Erlang and its consumption of Heap Memory

I have been running a highly concurrent application on my HP Proliant Servers. The application is a file system indexer i coded in erlang. It spawns a process per Folder it finds on the file system and records all file paths in a fragmented Mnesia Database. (Database consists of disc_only_copies type of tables and a screen shot of its file system can be viewed here.)

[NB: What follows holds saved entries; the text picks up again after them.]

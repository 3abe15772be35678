//! # Explicit deferral: run a callback after the current synchronous turn.
//!
//! The bus itself never schedules work ([`emit`](crate::EventBus::emit) is
//! synchronous to completion). A listener that wants part of its reaction to
//! run after the current turn asks the host scheduler explicitly through
//! [`defer_after_current_turn`] — deferral is a capability of the runtime,
//! invoked by the listener, never implicit inside the bus.

use tokio::task::JoinHandle;

/// Schedules `f` to run after the current synchronous turn completes.
///
/// Spawns onto the ambient tokio runtime and yields once before invoking the
/// callback, so every future already scheduled in this turn gets a chance to
/// run first. Returns the join handle for callers that need to await or abort
/// the deferred work.
///
/// ## Panics
/// Panics if called outside a tokio runtime, like any `tokio::spawn`.
///
/// ## Example
/// ```
/// use std::sync::Arc;
/// use std::sync::atomic::{AtomicBool, Ordering};
/// use coflow::defer_after_current_turn;
///
/// # #[tokio::main(flavor = "current_thread")]
/// # async fn main() {
/// let fired = Arc::new(AtomicBool::new(false));
///
/// let flag = fired.clone();
/// let deferred = defer_after_current_turn(move || flag.store(true, Ordering::SeqCst));
///
/// assert!(!fired.load(Ordering::SeqCst), "not yet: current turn still running");
/// deferred.await.unwrap();
/// assert!(fired.load(Ordering::SeqCst));
/// # }
/// ```
pub fn defer_after_current_turn<F>(f: F) -> JoinHandle<()>
where
    F: FnOnce() + Send + 'static,
{
    tokio::spawn(async move {
        tokio::task::yield_now().await;
        f();
    })
}

#[cfg(test)]
mod tests {
    use super::*;
    use std::sync::atomic::{AtomicUsize, Ordering};
    use std::sync::Arc;

    #[tokio::test]
    async fn test_deferred_callback_runs_after_current_turn() {
        let order = Arc::new(AtomicUsize::new(0));

        let slot = order.clone();
        let deferred = defer_after_current_turn(move || {
            slot.compare_exchange(1, 2, Ordering::SeqCst, Ordering::SeqCst)
                .expect("deferred work must observe the turn's writes");
        });

        // Still inside the current turn: the callback has not run.
        order.store(1, Ordering::SeqCst);

        deferred.await.expect("deferred task");
        assert_eq!(order.load(Ordering::SeqCst), 2);
    }
}
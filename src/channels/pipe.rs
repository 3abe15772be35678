//! # Pipe: move items between channels, obeying downstream backpressure.
//!
//! [`Channel::pipe_to`] is the canonical pump loop: receive from self, write
//! into the destination, pause whenever the destination reports backpressure
//! and resume on its drained signal, close the destination at end-of-stream.
//!
//! ## Failure semantics
//! A write error stops the pipe and surfaces to the caller **without closing
//! the source**: linked conduits fail partially, and the source may still be
//! drained by another consumer. The item whose write failed was already
//! consumed from the source and is dropped with the error.

use crate::channels::channel::{Channel, ReadOutcome};
use crate::error::ChannelError;

impl<T> Channel<T> {
    /// Moves items from this channel into `dest` until end-of-stream.
    ///
    /// - Pauses whenever a write into `dest` reports backpressure, resuming
    ///   on `dest`'s drained signal.
    /// - Closes `dest` (and returns the total moved) once this channel
    ///   reaches end-of-stream.
    /// - On a write error, stops and returns the error; this channel is
    ///   **not** closed (see module docs).
    ///
    /// ## Example
    /// ```
    /// use coflow::{Channel, ChannelConfig};
    ///
    /// # #[tokio::main(flavor = "current_thread")]
    /// # async fn main() {
    /// let src: Channel<u32> = Channel::new();
    /// let dst: Channel<u32> = Channel::new();
    ///
    /// for n in 1..=3 {
    ///     src.write(n).unwrap();
    /// }
    /// src.close();
    ///
    /// let moved = src.pipe_to(&dst).await.unwrap();
    /// assert_eq!(moved, 3);
    /// assert_eq!(dst.read(8).into_items(), vec![1, 2, 3]);
    /// assert!(dst.read(8).is_end_of_stream(), "dest closed at end-of-stream");
    /// # }
    /// ```
    pub async fn pipe_to(&self, dest: &Channel<T>) -> Result<u64, ChannelError> {
        let mut moved: u64 = 0;
        loop {
            match self.recv(1).await {
                ReadOutcome::EndOfStream => {
                    dest.close();
                    return Ok(moved);
                }
                ReadOutcome::Items(items) => {
                    for item in items {
                        let outcome = dest.write(item)?;
                        moved += 1;
                        if outcome.backpressure {
                            dest.drained().await;
                        }
                    }
                }
            }
        }
    }
}

#[cfg(test)]
mod tests {
    use super::*;
    use crate::channels::config::ChannelConfig;

    #[tokio::test]
    async fn test_pipe_moves_everything_and_closes_dest() {
        let src: Channel<u32> = Channel::new();
        let dst: Channel<u32> = Channel::new();
        for n in 0..10 {
            src.write(n).expect("write");
        }
        src.close();

        let moved = src.pipe_to(&dst).await.expect("pipe");
        assert_eq!(moved, 10);
        assert_eq!(dst.read(32).into_items(), (0..10).collect::<Vec<_>>());
        assert!(dst.read(1).is_end_of_stream());
        assert!(src.read(1).is_end_of_stream());
    }

    #[tokio::test]
    async fn test_pipe_pauses_on_dest_backpressure() {
        let src: Channel<u32> = Channel::new();
        let dst: Channel<u32> =
            Channel::with_config(ChannelConfig::with_capacity(2));
        for n in 0..6 {
            src.write(n).expect("write");
        }
        src.close();

        // Drain the small destination concurrently so the pipe can finish.
        let reader = dst.clone();
        let consumer = tokio::spawn(async move {
            let mut seen = Vec::new();
            loop {
                match reader.recv(1).await {
                    ReadOutcome::EndOfStream => return seen,
                    ReadOutcome::Items(items) => seen.extend(items),
                }
            }
        });

        let moved = src.pipe_to(&dst).await.expect("pipe");
        assert_eq!(moved, 6);
        assert_eq!(consumer.await.expect("consumer"), vec![0, 1, 2, 3, 4, 5]);
    }

    #[tokio::test]
    async fn test_pipe_error_surfaces_without_closing_source() {
        let src: Channel<u32> = Channel::new();
        let dst: Channel<u32> = Channel::new();
        for n in 0..3 {
            src.write(n).expect("write");
        }
        dst.close();

        let err = src.pipe_to(&dst).await.expect_err("write into closed dest");
        assert_eq!(err, ChannelError::Closed);

        // Source stays open and drainable; only the in-flight item was lost.
        assert!(!src.is_closed());
        assert_eq!(src.read(8).into_items(), vec![1, 2]);
    }
}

The Snippet of code that does the high intensive job of going through the file system is shown below:


%%% -------- COPYRIGHT NOTICE --------------------------------------------------------------------
%% @author Muzaaya Joshua, <joshmuza@gmail.com> [http://joshanderlang.blogspot.com]
%% @version 1.0 free software, but modification prohibited
%% @copyright Muzaaya Joshua (file_scavenger-1.0) 2011 - 2012 . All rights reserved
%% @reference <a href="http://www.erlang.org">OpenSource Erlang WebSite</a>
%% 
%%% ---------------- EDOC INTRODUCTION TO THE MODULE ----------------------------------------------
%% @doc This module provides the low level APIs for reading, writing,
%% searching, joining and moving within directories.The module implementation
%% took place on @date at @time.
%% @end

-module(file_scavenger_utilities).

%%% ------- EXPORTS -------------------------------------------------------------------------------
-compile(export_all).

%%% ------- INCLUDES -----------------------------------------------------------------------------

%%% -------- MACROS ------------------------------------------------------------------------------
-define(IS_FOLDER(X),filelib:is_dir(X)).
-define(IS_FILE(X),filelib:is_file(X)).
-define(FAILED_TO_LIST_DIR(X),error_logger:error_report(["*** File Scavenger Utilities Error ***** ",{error,"Failed to List Directory"},{directory,X}])).
-define(NOT_DIR(X),error_logger:error_report(["*** File Scavenger Utilities Error ***** ",{error,"Not a Directory"},{alleged,X}])).
-define(NOT_FILE(X),error_logger:error_report(["*** File Scavenger Utilities Error ***** ",{error,"Not a File"},{alleged,X}])).
%%%--------- TYPES -------------------------------------------------------------------------------

%% @type dir() = string(). 
%%  Must be containing forward slashes, not back slashes. Must not end with a slash
%%  after the exact directory.e.g this is wrong: "C:/Program Files/SomeDirectory/"
%%  but this is right: "C:/Program Files/SomeDirectory"
%% @type file_path() = string(). 
%%  Must be containing forward slashes, not back slashes.
%%  Should include the file extension as well e.g "C:/Program Files/SomeFile.pdf"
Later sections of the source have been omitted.